Paciocco v ANZ [2014] FCA 35

This is the decision in the big litigation-funded class action over bank late fees.

The court held that the late payment fees constituted a penalty because they were properly characterised as payable upon breach and not for further credit since credit had already been extended.

The court further found that the fees were extravagant, exorbitant and unconscionable in comparison with the greatest loss that could conceivably be proved by the bank on the basis of the following:

a) The same fee was payable regardless of how late payment was and regardless of the amount overdue;

b) The fee was the maximum amount the bank thought it could charge and bore no relation to the costs to the bank of late payment; and

c) The bank admitted that the fee was not a genuine pre-estimate of damage.

The court found that the bank could only enforce the fees to the extent of the bank’s proved loss. The bank’s expert report failed to address this issue and addressed instead theoretical costs that the bank could conceivably incur as a result of a late payment which far exceeded the amount of the late payment fee. The court found that the following costs were irrelevant and did not in fact occur in relation to the account holder in question:

  1. increased loss provisioning was irrelevant because any loss provision would have been written down to zero since full payment was received on the account;
  2. increased costs of regulatory capital was irrelevant because they are part of the costs of running a bank in Australia and when banks enforce, they do not sue for increase in loss provisioning or the cost of regulatory capital;
  3. many of the operational costs did not result from late payment.

The court noted:

It is difficult to accept that a prudent bank would allow Exception Fee Events to occur at all if, as claimed, the costs of each event far outstripped the amount of the fee.

The court also found that the accountholder’s claim was not statute barred because the limitation period did not run while the accountholder had the mistaken view that the bank was entitled to charge the fees.

The court accepted the accountholder’s expert’s calculation of the bank’s operational (collections) costs, rounded up to the nearest dollar as the bank’s proved loss and awarded the account holder the amount by which the late payment fees exceeded the bank’s proved loss.

The court found that the honour, dis-honour, overdraw and overlimit fees were not penalties because they did not arise as a result of breach. They were fees charged if the bank chose to provide something more and further to the customer eg in considering whether to approve an overdrawing.

The court said:

The liability to pay each arose as a result of, and in exchange for, something more than and different from what had been agreed in the primary stipulation. They were not penal in nature.

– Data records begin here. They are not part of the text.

// src/pipeline.rs
//! Explicitly constructed pipeline context: owns the store, cache, queue and
//! curation engine, and wires the background tasks. No ambient globals; the
//! admin surface and the binary both hold this context by `Arc`.

use metrics::{describe_counter, describe_gauge, gauge};
use once_cell::sync::OnceCell;
use std::sync::Arc;
use tokio::sync::mpsc;

use crate::cache::MetaCache;
use crate::config::{CuratorConfig, InterestProfile};
use crate::curate::ranker::DynRankingClient;
use crate::curate::CurationEngine;
use crate::notify::NotificationDispatcher;
use crate::queue::DispatchQueue;
use crate::store::MessageStore;
use crate::transport::Transport;

/// One-time metrics registration (so series show up on whatever recorder the
/// host installs).
fn ensure_metrics_described() {
    static ONCE: OnceCell<()> = OnceCell::new();
    ONCE.get_or_init(|| {
        describe_counter!("queue_enqueued_total", "Events admitted to the dispatch queue.");
        describe_counter!(
            "queue_skipped_self_total",
            "Self-originated events dropped at admission."
        );
        describe_counter!("queue_processed_total", "Events accepted by the store.");
        describe_counter!("store_accepted_total", "Messages appended to a source ledger.");
        describe_counter!(
            "store_rejected_total",
            "Events rejected by filters or the rate gate."
        );
        describe_counter!("curation_cycles_total", "Completed curation cycles.");
        describe_counter!(
            "curation_selected_total",
            "Records appended to the relevance ledger."
        );
        describe_counter!("curation_delivered_total", "Curated records delivered.");
        describe_gauge!("store_autosave_last_ts", "Unix ts of the last autosave.");
    });
}

pub struct Pipeline {
    pub config: CuratorConfig,
    pub store: Arc<MessageStore>,
    pub cache: Arc<MetaCache>,
    pub queue: DispatchQueue,
    pub curator: Arc<CurationEngine>,
}

impl Pipeline {
    /// Wire the components. Background tasks are spawned separately via
    /// [`Pipeline::start`], so tests can drive the pipeline synchronously.
    pub fn new(
        config: CuratorConfig,
        transport: Arc<dyn Transport>,
        ranking: DynRankingClient,
        profile: InterestProfile,
    ) -> Arc<Self> {
        ensure_metrics_described();

        let store = Arc::new(MessageStore::new(&config));
        let cache = Arc::new(MetaCache::new(transport.clone(), config.cache_ttl_secs));
        let queue = DispatchQueue::new(config.queue_concurrency, cache.clone(), store.clone());
        let dispatcher = NotificationDispatcher::new(
            transport,
            config.notify_destination.clone(),
            config.notify_pacing_ms,
        );
        let curator = Arc::new(CurationEngine::new(
            &config,
            store.clone(),
            ranking,
            dispatcher,
            profile,
        ));

        Arc::new(Self {
            config,
            store,
            cache,
            queue,
            curator,
        })
    }

    /// Spawn the curation-trigger listener and the periodic autosave task.
    pub fn start(self: &Arc<Self>) {
        let (tx, mut rx) = mpsc::unbounded_channel::<()>();
        self.store.set_curation_trigger(tx);

        let curator = self.curator.clone();
        tokio::spawn(async move {
            while rx.recv().await.is_some() {
                // Coalesce triggers that piled up while a cycle was running;
                // the next cycle sees the whole backlog anyway.
                while rx.try_recv().is_ok() {}
                if let Err(e) = curator.run_cycle().await {
                    tracing::warn!(error = ?e, "triggered curation cycle failed");
                }
            }
        });

        if self.config.autosave_secs > 0 {
            let store = self.store.clone();
            let period = std::time::Duration::from_secs(self.config.autosave_secs);
            tokio::spawn(async move {
                let mut ticker = tokio::time::interval(period);
                ticker.tick().await; // immediate first tick
                loop {
                    ticker.tick().await;
                    match store.save() {
                        Ok(()) => {
                            gauge!("store_autosave_last_ts")
                                .set(chrono::Utc::now().timestamp() as f64);
                        }
                        Err(e) => tracing::error!(error = ?e, "autosave failed"),
                    }
                }
            });
        }
    }
}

The court found that the bank was not contractually entitled to charge non-payment fees and they were a breach of the bank’s contract with the accountholder and so it was unnecessary to decide whether they were a penalty. The court gave damages for breach of contract in the amount of the non-payment fees charged together with interest.

Statutory Unconscionability
Unconscionable is not defined in the Competition and Consumer Act (or its predecessors) but means something done not in good conscience and that which is irreconcilable with what is right or reasonable. The court held that the honour, dis-honour, overdraw and overlimit fees were not unconscionable.

The court found no Code unjustness (which only applied to overlimit fees on the credit card accounts).

The court found no unfairness under the Fair Trading Act.